Factors controlling evaporation and energy partitioning beneath a deciduous forest over an annual cycle

Abstract The energy balance components were measured above the ground surface of a temperate deciduous forest over an annual cycle using the eddy covariance technique. Over a year, the net radiation at the forest floor was 21.5% of that above the canopy, but this proportion was not constant, primarily because of the distinct phenological stages separated by the emergence and senescence of leaves. The dominant response to seasonal changes in net radiation was through corresponding changes in the sensible heat flux, and both net radiation and sensible heat flux peaked just before leaf emergence. Evaporation at the forest floor was typically less than 0.5 mm per day, and unlike sensible heat flux, was not closely coupled to seasonal changes in net radiation. Instead, evaporation at the forest floor responded primarily to rapid changes in litter water content. Forest floor evaporation was limited by the water-holding capacity of litter, and when the atmospheric demand was large, the litter layer dried on the time scale of several hours. After this rapid period of drying, net radiation and sensible heat flux dominated the energy budget. When leaves were present during the growing season, the sensible and latent energy fluxes at the forest floor were less than 10% of the total canopy fluxes, and the mean Bowen ratio was similar to that above the canopy. However, during the dormant season, the controls of the energy budget at the forest floor largely determine the whole canopy fluxes.
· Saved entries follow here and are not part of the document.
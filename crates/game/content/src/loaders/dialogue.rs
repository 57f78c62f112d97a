//! Per-NPC dialogue loader.
//!
//! Dialogue lives in `dialogue/<npc_id>.ron`, one document per NPC. Every node
//! in a document must belong to the NPC named by the file stem.

use std::collections::BTreeMap;
use std::path::{Path, PathBuf};

use hiker_core::DialogueNode;
use serde::{Deserialize, Serialize};

use crate::ContentLoadError;
use crate::loaders::{LoadResult, document_name, parse_ron};

/// Dialogue document structure for RON files.
#[derive(Debug, Clone, Serialize, Deserialize)]
pub struct DialogueDocument {
    pub nodes: Vec<DialogueNode>,
}

/// Nodes loaded from a dialogue directory plus the document each came from.
#[derive(Debug, Clone, Default)]
pub struct DialogueSet {
    pub nodes: Vec<DialogueNode>,
    pub sources: BTreeMap<String, PathBuf>,
}

pub struct DialogueLoader;

impl DialogueLoader {
    /// Load a single NPC's dialogue document.
    pub fn load(path: &Path) -> LoadResult<Vec<DialogueNode>> {
        let document: DialogueDocument = parse_ron(path)?;

        if let Some(npc_id) = path.file_stem().and_then(|stem| stem.to_str())
            && let Some(node) = document.nodes.iter().find(|node| node.npc_id != npc_id)
        {
            return Err(ContentLoadError::Invalid {
                document: document_name(path),
                record: node.id.clone(),
                field: "npc_id".to_owned(),
                reason: format!("belongs to `{}` but the document is for `{npc_id}`", node.npc_id),
            });
        }

        Ok(document.nodes)
    }

    /// Load every `*.ron` document in a directory, in file-name order.
    ///
    /// A missing directory yields an empty set.
    pub fn load_dir(dir: &Path) -> LoadResult<DialogueSet> {
        let mut set = DialogueSet::default();
        if !dir.is_dir() {
            return Ok(set);
        }

        let entries = std::fs::read_dir(dir).map_err(|source| ContentLoadError::Io {
            document: document_name(dir),
            source,
        })?;

        let mut paths = Vec::new();
        for entry in entries {
            let entry = entry.map_err(|source| ContentLoadError::Io {
                document: document_name(dir),
                source,
            })?;
            let path = entry.path();
            if path.extension().is_some_and(|ext| ext == "ron") {
                paths.push(path);
            }
        }
        paths.sort();

        for path in paths {
            let nodes = Self::load(&path)?;
            tracing::debug!(document = %path.display(), nodes = nodes.len(), "dialogue loaded");
            for node in &nodes {
                set.sources.insert(node.id.clone(), path.clone());
            }
            set.nodes.extend(nodes);
        }

        Ok(set)
    }
}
On an annual basis, the fluxes from the forest floor are roughly 15–22% of those above the canopy and the evaporation was 86 mm.

[1]  J. William Munger,et al.  Measurements of carbon sequestration by long‐term eddy covariance: methods and a critical evaluation of accuracy , 1996 .

[2]  T. Gillespie,et al.  SENSING DURATION OF LEAF MOISTURE RETENTION USING ELECTRICAL IMPEDANCE GRIDS , 1978 .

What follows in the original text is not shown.